Marko Mihkelson (born 30 November 1969) is an Estonian former journalist and politician representing the liberal Estonian Reform Party (member of the European Parliament's liberal political group Renew Europe) in the Parliament of Estonia. Mihkelson was born in the Estonian city of Valga and was first elected to the parliament in 2003 as a member of the Pro Patria and Res Publica Union. He has served in parliament since 2003, holding several senior positions, including chairing the Foreign Affairs Committee, the EU Affairs Committee, and the National Defense Committee. On 26 June 2017, he and the former party leader, Margus Tsahkna, publicly announced their departure from the party. Mihkelson continued to serve as an independent politician until joining the Reform Party in September 2018.

== Early life and education ==
In 1993, Mihkelson graduated with magna cum laude in history at the University of Tartu. In 1999, Mihkelson received a master's degree on a subject related to the recent history of Russia.

== Political career ==
In 2001, Mihkelson joined the Res Publica Party, the Estonian conservative party.

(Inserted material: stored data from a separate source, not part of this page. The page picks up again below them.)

#[cfg(test)]
mod tests {
    use super::*;
    use chrono::TimeZone;
    use serde_json::json;

    #[test]
    fn test_log_level_parsing() {
        assert_eq!("error".parse::<LogLevel>().unwrap(), LogLevel::Error);
        assert_eq!("Warning".parse::<LogLevel>().unwrap(), LogLevel::Warn);
        assert!("TRACE".parse::<LogLevel>().is_err());
        assert_eq!(serde_json::to_value(LogLevel::Debug).unwrap(), json!("DEBUG"));
    }

    #[test]
    fn test_log_entry_accepts_list_endpoint_shape() {
        let entry: LogEntry = serde_json::from_value(json!({
            "id": 42,
            "source": "api-service",
            "content": "Failed to connect to database",
            "logLevel": "ERROR",
            "createdAt": "2024-01-01T10:30:00"
        }))
        .unwrap();

        assert_eq!(entry.id, "42");
        assert_eq!(entry.timestamp, Utc.with_ymd_and_hms(2024, 1, 1, 10, 30, 0).unwrap());
        assert_eq!(entry.ip, None);
    }

    #[test]
    fn test_log_entry_serializes_rfc3339() {
        let entry = LogEntry {
            id: "log-1".into(),
            timestamp: Utc.with_ymd_and_hms(2024, 1, 1, 0, 0, 0).unwrap(),
            source: "auth-service".into(),
            log_level: LogLevel::Info,
            content: "ok".into(),
            ip: Some("192.168.1.1".into()),
            user: None,
        };

        let value = serde_json::to_value(&entry).unwrap();
        assert_eq!(value["timestamp"], json!("2024-01-01T00:00:00Z"));
        assert_eq!(value["logLevel"], json!("INFO"));
        assert!(value.get("user").is_none());
    }

    #[test]
    fn test_page_slice_boundaries() {
        let rows: Vec<u32> = (0..45).collect();

        let last = Page::slice(rows.clone(), 2, 20);
        assert_eq!(last.total_pages, 3);
        assert_eq!(last.content.len(), 5);
        assert!(!last.has_next());

        let beyond = Page::slice(rows, 3, 20);
        assert!(beyond.is_empty());
        assert_eq!(beyond.total_elements, 45);
    }

    #[test]
    fn test_page_body_accepts_bare_list() {
        let body: PageBody<u32> = serde_json::from_value(json!([1, 2, 3])).unwrap();
        let page: Page<u32> = body.into();
        assert_eq!(page.total_elements, 3);
        assert_eq!(page.total_pages, 1);

        let body: PageBody<u32> =
            serde_json::from_value(json!({"content": [], "totalElements": 0, "totalPages": 0})).unwrap();
        assert_eq!(Page::from(body), Page::empty());
    }

    #[test]
    fn test_rate_percent_rounding() {
        assert_eq!(rate_percent(1, 3), 33.33);
        assert_eq!(rate_percent(0, 0), 0.0);
        assert_eq!(rate_percent(5, 5), 100.0);
    }

    #[test]
    fn test_system_health_thresholds() {
        assert_eq!(SystemHealth::from_metrics(1.2, 85), SystemHealth::Up);
        assert_eq!(SystemHealth::from_metrics(6.0, 85), SystemHealth::Warning);
        assert_eq!(SystemHealth::from_metrics(1.0, 250), SystemHealth::Warning);
        assert_eq!(SystemHealth::from_metrics(20.0, 85), SystemHealth::Degraded);
    }

    #[test]
    fn test_dashboard_stats_missing_fields() {
        let stats: DashboardStats = serde_json::from_value(json!({
            "logCounts": {"error": 1, "warn": 0, "info": 3, "debug": 0, "total": 4, "errorRate": 25.0}
        }))
        .unwrap();

        assert!(stats.log_counts.is_some());
        assert!(stats.recent_errors.is_none());
        assert_eq!(DashboardField::from_key("recent-errors"), Some(DashboardField::RecentErrors));
    }

    #[test]
    fn test_error_trends_tolerates_blank_dates() {
        let trends: ErrorTrends =
            serde_json::from_value(json!({"startDate": "", "endDate": "", "dailyStats": []})).unwrap();
        assert_eq!(trends.start_date, None);
    }
}
#[cfg(test)]
mod tests {
    use super::*;
    use chrono::TimeZone;

    fn at(day: u32, hour: u32) -> DateTime<Utc> {
        Utc.with_ymd_and_hms(2024, 1, day, hour, 0, 0).unwrap()
    }

    fn new_entry(level: LogLevel, source: &str, content: &str, ts: DateTime<Utc>) -> NewLogEntry {
        NewLogEntry {
            source: source.to_string(),
            content: content.to_string(),
            log_level: level,
            timestamp: Some(ts),
            ip: None,
            user: None,
        }
    }

    async fn twelve_row_store() -> LogStore {
        let store = LogStore::new(at(1, 0));
        let rows = vec![
            new_entry(LogLevel::Error, "api-service", "Failed to connect to database", at(1, 1)),
            new_entry(LogLevel::Error, "payment-service", "Failed to process payment", at(1, 5)),
            new_entry(LogLevel::Error, "auth-service", "Failed to validate token", at(1, 23)),
            new_entry(LogLevel::Error, "api-service", "Failed to send notification", at(3, 2)),
            new_entry(LogLevel::Error, "user-service", "Failed to update profile", at(5, 9)),
            new_entry(LogLevel::Warn, "api-service", "Potential issue with cache", at(1, 2)),
            new_entry(LogLevel::Warn, "auth-service", "Potential issue with token", at(1, 3)),
            new_entry(LogLevel::Info, "user-service", "Successfully processed login", at(1, 4)),
            new_entry(LogLevel::Info, "api-service", "Successfully processed request", at(1, 6)),
            new_entry(LogLevel::Debug, "payment-service", "Checking status of payment", at(1, 7)),
            new_entry(LogLevel::Debug, "api-service", "Checking status of queue", at(4, 8)),
            new_entry(LogLevel::Info, "auth-service", "Successfully processed logout", at(6, 10)),
        ];
        store.extend(rows, at(7, 0)).await;
        store
    }

    #[tokio::test]
    async fn test_list_applies_all_filters() {
        let store = twelve_row_store().await;
        let filter = LogFilter::new()
            .page(0)
            .size(10)
            .level(LogLevel::Error)
            .between(at(1, 0), at(2, 0));

        let page = store.query(&LogRoute::List, &filter).await.unwrap();
        assert_eq!(page.content.len(), 3);
        assert_eq!(page.total_elements, 3);
        assert_eq!(page.total_pages, 1);
        // Newest first by default.
        assert_eq!(page.content[0].content, "Failed to validate token");
    }

    #[tokio::test]
    async fn test_pagination_past_the_end() {
        let store = LogStore::new(at(1, 0));
        let rows = (0..45).map(|i| new_entry(LogLevel::Info, "api-service", &format!("row {}", i), at(1, 0)));
        store.extend(rows, at(1, 0)).await;

        let filter = LogFilter::new().size(20);
        let page = store.query(&LogRoute::List, &filter.clone().page(2)).await.unwrap();
        assert_eq!(page.total_pages, 3);
        assert_eq!(page.content.len(), 5);

        let beyond = store.query(&LogRoute::List, &filter.page(3)).await.unwrap();
        assert!(beyond.content.is_empty());
        assert_eq!(beyond.total_elements, 45);
    }

    #[tokio::test]
    async fn test_zero_page_size_rejected() {
        let store = twelve_row_store().await;
        let err = store.query(&LogRoute::List, &LogFilter::new().size(0)).await.unwrap_err();
        assert_eq!(err, StoreError::InvalidRequest("page size must not be less than one".into()));
    }

    #[tokio::test]
    async fn test_period_requires_both_bounds() {
        let store = twelve_row_store().await;
        let mut filter = LogFilter::new();
        filter.start = Some(at(1, 0));
        assert!(store.query(&LogRoute::Period, &filter).await.is_err());
    }

    #[tokio::test]
    async fn test_search_routes() {
        let store = twelve_row_store().await;

        let by_source = store
            .query(&LogRoute::SearchSource, &LogFilter::new().source("PAYMENT"))
            .await
            .unwrap();
        assert_eq!(by_source.total_elements, 2);

        let by_keyword = store
            .query(&LogRoute::SearchKeyword, &LogFilter::new().keyword("auth"))
            .await
            .unwrap();
        assert_eq!(by_keyword.total_elements, 3);

        // Specialized routes ignore unrelated criteria.
        let by_level = store
            .query(&LogRoute::SearchLevel(LogLevel::Warn), &LogFilter::new().source("nope"))
            .await
            .unwrap();
        assert_eq!(by_level.total_elements, 2);

        let missing = store.query(&LogRoute::SearchContent, &LogFilter::new()).await;
        assert!(missing.is_err());
    }

    #[tokio::test]
    async fn test_sort_by_source_ascending() {
        let store = twelve_row_store().await;
        let page = store
            .query(&LogRoute::List, &LogFilter::new().sort("source", SortDir::Asc))
            .await
            .unwrap();
        let sources: Vec<&str> = page.content.iter().map(|e| e.source.as_str()).collect();
        let mut sorted = sources.clone();
        sorted.sort();
        assert_eq!(sources, sorted);
    }

    #[tokio::test]
    async fn test_aggregations() {
        let store = twelve_row_store().await;
        let window = TimeWindow::new(at(1, 0), at(1, 23));

        let counts = store.log_counts(&window, None).await;
        assert_eq!(counts.total, 8);
        assert_eq!(counts.error, 3);
        assert_eq!(counts.error_rate, 37.5);

        let hourly = store.hourly_stats(at(1, 0).date_naive()).await;
        assert_eq!(hourly.hourly_stats.len(), 24);
        assert_eq!(hourly.hourly_stats[5].hour, "05:00");
        assert_eq!(hourly.hourly_stats[5].error, 1);

        let sources = store.source_stats(&window).await;
        assert_eq!(sources.source_stats[0].source, "api-service");
        assert_eq!(sources.source_stats[0].count, 3);

        let levels = store.source_level_stats(&window).await;
        let auth = levels.source_level_stats.iter().find(|s| s.source == "auth-service").unwrap();
        assert_eq!((auth.error, auth.warn, auth.total), (1, 1, 2));
    }

    #[tokio::test]
    async fn test_error_trends_cover_every_day() {
        let store = twelve_row_store().await;
        let trends = store.error_trends(&TimeWindow::new(at(1, 0), at(6, 12))).await.unwrap();

        assert_eq!(trends.daily_stats.len(), 6);
        assert_eq!(trends.daily_stats[0].total_logs, 8);
        assert_eq!(trends.daily_stats[0].error_logs, 3);
        assert_eq!(trends.daily_stats[0].error_rate, 37.5);
        assert_eq!(trends.daily_stats[1].total_logs, 0);
        assert_eq!(trends.daily_stats[1].error_rate, 0.0);
    }

    #[tokio::test]
    async fn test_error_trends_reject_unbounded_window() {
        let store = twelve_row_store().await;
        let ancient = Utc.with_ymd_and_hms(1, 1, 1, 0, 0, 0).unwrap();

        let err = store.error_trends(&TimeWindow::new(ancient, at(6, 0))).await.unwrap_err();
        assert_eq!(err.status_code(), 400);
        assert_eq!(err.to_string(), "error trends window must not exceed 366 days");

        let year = store
            .error_trends(&TimeWindow::new(at(1, 0) - Duration::days(MAX_TREND_DAYS), at(1, 0)))
            .await
            .unwrap();
        assert_eq!(year.daily_stats.len(), MAX_TREND_DAYS as usize + 1);

        let combined = store.dashboard_stats(&TimeWindow::new(ancient, at(6, 0)), None, at(7, 0)).await;
        assert!(combined.error_trends.is_none());
        assert!(combined.log_counts.is_some());
    }

    #[tokio::test]
    async fn test_recent_errors_newest_first() {
        let store = twelve_row_store().await;
        let recent = store.recent_errors(at(7, 0)).await;
        assert_eq!(recent.recent_errors.len(), 5);
        assert_eq!(recent.recent_errors[0].content, "Failed to update profile");
    }

    #[tokio::test]
    async fn test_system_status() {
        let store = twelve_row_store().await;
        let status = store.system_status(at(2, 0)).await;
        assert_eq!(status.uptime, "1d 0h 0m");
        assert_eq!(status.error_rate, 37.5);
        assert_eq!(status.processed_rate, 0);
        assert_eq!(status.status, SystemHealth::Degraded);
    }

    #[test]
    fn test_aggregate_query_window() {
        let now = at(3, 0);
        let query: AggregateQuery = serde_urlencoded::from_str("start=&source=api").unwrap();
        let window = query.window(Duration::hours(24), now).unwrap();
        assert_eq!(window.start, at(2, 0));
        assert_eq!(query.source.as_deref(), Some("api"));

        let reversed = AggregateQuery {
            start: Some(at(3, 0)),
            end: Some(at(2, 0)),
            ..AggregateQuery::default()
        };
        assert!(reversed.window(Duration::hours(24), now).is_err());
    }
}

Mihkelson continued his membership in the party also from 2006 onwards, when the Res Publica Party merged with the Pro Patria Union to form the Pro Patria and Res Publica Union, which in 2018 changed its name to Isamaa.

Between 2002 and 2003, Mihkelson served as a councilmember of the Valga City Council. Eventually, in 2003, he was elected on his party's list as a deputy to Estonia's Parliament, where he has been serving to this day. In June 2017, Mihkelson resigned from Isamaa and subsequently joined the Estonian Reform Party, where he has been serving as a Riigikogu deputy since 2018. Except for a period between 2016 and 2021, the Estonian Reform Party, chaired by Siim Kallas, Andrus Ansip, Taavi Rõivas, Kaja Kallas, and Kristen Michal, participated as a coalition member in every Estonian governing coalition since 1999.

== Photo scandal ==

On the evening of October 27, 2022, the Postimees online publication published an article in which it was claimed that Mihkelson had taken questionable pictures of his foster children and justified the coverage of the issue with the threat of blackmail to the politician. According to Mihkelson, the article's publication was related to a custody dispute. The subject had been offered to the press at length, which ruled out the possibility of blackmail, and the photos had been previously examined by specialists who, although they considered them objectionable, did not see in them abuse or anything else that would have given grounds for starting the procedure.